The 71-year-old served as attorney general of Illinois from 1991 to 1995. He was the state's first black attorney general and treasurer.
"I'd say if there hadn't been a Roland Burris that there would not have been a Carol [Moseley] Braun or a Barack Obama," Burris told The Associated Press in September. "I had to lay the groundwork … to perform in a high statewide office."
But Burris, who will not likely reach the Senate as Democrats have pledged not to seat any Blagojevich pick, has suffered several political setbacks as of late.
Blagojevich's Senate pick lost bids for Chicago mayor in 1995 and Illinois governor in 1993, 1998 and 2002. Burris also lost a bid for the Senate earlier in his career, in 1984.
In 2002, Burris lost the governorship to Blagojevich -- who is under investigation for allegedly trying to sell Obama's Senate seat for personal gain -- and was backed by then-state Sen.
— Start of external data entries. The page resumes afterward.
use std::ptr::{self, NonNull};

use tracing::trace;

use crate::array::ArrayHeader;
use crate::{ArrayLayout, Block, BucketPool, SizeClass};

/// The release callback bound into every [`PooledMut`][crate::PooledMut].
///
/// It knows the bucket the value came from and, for arrays, the element count, so nothing
/// needs to be recovered from raw memory when the value is destroyed. Running the deleter
/// consumes it, so each handle releases its block at most once.
#[derive(Clone, Copy, Debug, Eq, PartialEq)]
pub(crate) enum Deleter {
    /// A single value stored at the start of the block.
    Single { size_class: SizeClass },

    /// An array of `layout.len()` elements stored at `layout.data_offset()`.
    Array { layout: ArrayLayout },
}

impl Deleter {
    pub(crate) fn size_class(self) -> SizeClass {
        match self {
            Self::Single { size_class } => size_class,
            Self::Array { layout } => layout.size_class(),
        }
    }

    /// Destroys the value(s) at `value` and returns their block to `pool`.
    ///
    /// If a destructor panics, the block is still returned to the pool while unwinding.
    ///
    /// # Safety
    ///
    /// The caller must ensure that:
    ///
    /// 1. `value` points to fully initialized value(s) placed in a block as described by
    ///    this deleter (for arrays, `value` is the slice of all `layout.len()` elements).
    /// 2. Nothing accesses the value(s) or the block after this call.
    pub(crate) unsafe fn run<T: ?Sized>(self, value: NonNull<T>, pool: &BucketPool) {
        let block_base = match self {
            Self::Single { .. } => value.cast::<u8>(),
            Self::Array { layout } => {
                // SAFETY: The caller guarantees the elements were placed using this layout.
                let block_base = unsafe { layout.block_base(value.cast::<u8>()) };

                if layout.has_header() {
                    // SAFETY: Array blocks with a header always have it written before the
                    // handle is created.
                    let header = unsafe { ArrayHeader::read(block_base) };

                    debug_assert_eq!(
                        header.len(),
                        layout.len(),
                        "array header does not match the element count of the handle"
                    );
                }

                block_base
            }
        };

        trace!(
            bucket = self.size_class().index(),
            address = ?block_base,
            "destroying pooled value"
        );

        // SAFETY: The caller guarantees this is the only remaining claim on the block.
        let block = unsafe { Block::from_raw(block_base, self.size_class()) };
        let block = scopeguard::guard(block, |block| pool.release(block));

        // SAFETY: The caller guarantees the value(s) are initialized and never used again.
        // For slices this runs one destructor per element.
        unsafe {
            ptr::drop_in_place(value.as_ptr());
        }

        drop(block);
    }
}

#[cfg(test)]
#[cfg_attr(coverage_nightly, coverage(off))]
mod tests {
    use std::cell::Cell;
    use std::rc::Rc;

    use super::*;

    /// Test helper that counts how many times it has been dropped.
    struct DropCounter {
        drops: Rc<Cell<usize>>,
    }

    impl Drop for DropCounter {
        fn drop(&mut self) {
            self.drops.set(self.drops.get() + 1);
        }
    }

    #[test]
    fn single_deleter_drops_value_and_releases_block() {
        let pool = BucketPool::new();
        let drops = Rc::new(Cell::new(0));

        let size_class = SizeClass::of::<DropCounter>().unwrap();
        let block = pool.acquire(size_class).unwrap();
        let address = block.as_ptr();
        let value = block.into_raw().cast::<DropCounter>();

        // SAFETY: The block fits the value.
        unsafe {
            value.write(DropCounter {
                drops: Rc::clone(&drops),
            });
        }

        // SAFETY: The value was placed at the start of a block of this size class.
        unsafe {
            Deleter::Single { size_class }.run(value, &pool);
        }

        assert_eq!(drops.get(), 1);
        assert_eq!(pool.pooled_len(size_class), 1);
        assert_eq!(pool.try_acquire(size_class).unwrap().as_ptr(), address);
    }

    #[test]
    fn array_deleter_drops_every_element() {
        let pool = BucketPool::new();
        let drops = Rc::new(Cell::new(0));

        let layout = ArrayLayout::new::<DropCounter>(3).unwrap();
        let block = pool.acquire(layout.size_class()).unwrap();
        let base = block.into_raw();

        // SAFETY: The block matches the layout and is exclusively ours.
        let data = unsafe {
            ArrayHeader::write(base, 3);
            layout.data_ptr::<DropCounter>(base)
        };

        for index in 0..3 {
            // SAFETY: The index is within the array described by the layout.
            unsafe {
                data.add(index).write(DropCounter {
                    drops: Rc::clone(&drops),
                });
            }
        }

        let slice = NonNull::slice_from_raw_parts(data, 3);

        // SAFETY: All three elements are initialized and placed using the layout.
        unsafe {
            Deleter::Array { layout }.run(slice, &pool);
        }

        assert_eq!(drops.get(), 3);
        assert_eq!(pool.pooled_len(layout.size_class()), 1);
        assert_eq!(
            pool.try_acquire(layout.size_class()).unwrap().as_ptr(),
            base
        );
    }

    #[test]
    fn block_returns_to_pool_when_destructor_panics() {
        struct PanicOnDrop;

        impl Drop for PanicOnDrop {
            fn drop(&mut self) {
                panic!("destructor failure");
            }
        }

        let pool = BucketPool::new();
        let size_class = SizeClass::of::<PanicOnDrop>().unwrap();
        let value = pool
            .acquire(size_class)
            .unwrap()
            .into_raw()
            .cast::<PanicOnDrop>();

        // SAFETY: The block fits the value.
        unsafe {
            value.write(PanicOnDrop);
        }

        let result = std::panic::catch_unwind(std::panic::AssertUnwindSafe(|| {
            // SAFETY: The value was placed at the start of a block of this size class.
            unsafe {
                Deleter::Single { size_class }.run(value, &pool);
            }
        }));

        assert!(result.is_err());
        assert_eq!(pool.pooled_len(size_class), 1);
    }

    #[test]
    fn array_block_returns_to_pool_when_element_destructor_panics() {
        struct MaybePanicOnDrop {
            panics: bool,
            drops: Rc<Cell<usize>>,
        }

        impl Drop for MaybePanicOnDrop {
            fn drop(&mut self) {
                self.drops.set(self.drops.get() + 1);
                assert!(!self.panics, "destructor failure");
            }
        }

        let pool = BucketPool::new();
        let drops = Rc::new(Cell::new(0));

        let values = pool
            .make_owned_array_with(3, |index| MaybePanicOnDrop {
                panics: index == 1,
                drops: Rc::clone(&drops),
            })
            .unwrap();
        let size_class = values.size_class();

        let result = std::panic::catch_unwind(std::panic::AssertUnwindSafe(|| drop(values)));

        assert!(result.is_err());

        // The remaining elements are still dropped while unwinding.
        assert_eq!(drops.get(), 3);
        assert_eq!(pool.pooled_len(size_class), 1);
    }
}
Barack Obama.
Burris indicated interest in Obama's Senate seat when the president-elect resigned but, according to the Chicago Tribune, was never seriously considered by the Illinois governor or his peers.
In recent weeks -- despite the scandal surrounding Blagojevich -- Burris reportedly ramped up his efforts, noting that he has never lost to a Republican, despite numerous losses to Democratic opponents.
In a statement late Tuesday afternoon, Illinois Republican Party chairman Andy McKenna blasted Blagojevich and Burris.
"Blagojevich Democrat Roland Burris is emblematic of the old-school, pay-to-play culture that has plagued Illinois for generations and this appointment is another embarrassment for the people of Illinois," McKenna said in the written statement.
"Once again, Blagojevich Democrats have failed the people of Illinois by refusing to strip Rod Blagojevich of his Senate appointment power and blocking a vote of the people."
Burris is currently a senior counsel at a private Chicago law firm.